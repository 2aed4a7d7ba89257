use std::io::Cursor;

use super::*;

fn png_bytes(width: u32, height: u32, rgba: [u8; 4]) -> Vec<u8> {
    let img = image::RgbaImage::from_pixel(width, height, image::Rgba(rgba));
    let mut buf = Vec::new();
    image::DynamicImage::ImageRgba8(img)
        .write_to(&mut Cursor::new(&mut buf), image::ImageFormat::Png)
        .unwrap();
    buf
}

#[test]
fn decode_png_keeps_dimensions_and_straight_alpha() {
    let decoded = decode_image(&png_bytes(3, 2, [100, 50, 200, 128]), 4096).unwrap();
    assert_eq!((decoded.width, decoded.height), (3, 2));
    assert_eq!(decoded.rgba8.get_pixel(0, 0).0, [100, 50, 200, 128]);
}

#[test]
fn decode_downscales_to_max_edge() {
    let decoded = decode_image(&png_bytes(400, 100, [1, 2, 3, 255]), 200).unwrap();
    assert_eq!((decoded.width, decoded.height), (200, 50));
}

#[test]
fn decode_garbage_is_an_error() {
    assert!(decode_image(b"definitely not an image", 4096).is_err());
}

#[test]
fn fit_cover_fills_exact_target() {
    let decoded = decode_image(&png_bytes(300, 100, [9, 9, 9, 255]), 4096).unwrap();
    let fitted = fit_cover(&decoded, 50, 80);
    assert_eq!(fitted.dimensions(), (50, 80));
}

#[test]
fn premultiply_matches_rounded_product() {
    let mut px = vec![100u8, 50, 200, 128, 7, 7, 7, 0];
    premultiply_rgba8_in_place(&mut px);
    assert_eq!(
        px,
        vec![
            ((100u16 * 128 + 127) / 255) as u8,
            ((50u16 * 128 + 127) / 255) as u8,
            ((200u16 * 128 + 127) / 255) as u8,
            128,
            0,
            0,
            0,
            0
        ]
    );
}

═══

Your assignment: From the listing above, count the lines that include the word "unwrap" and give the total alone.

Output for this exercise: 4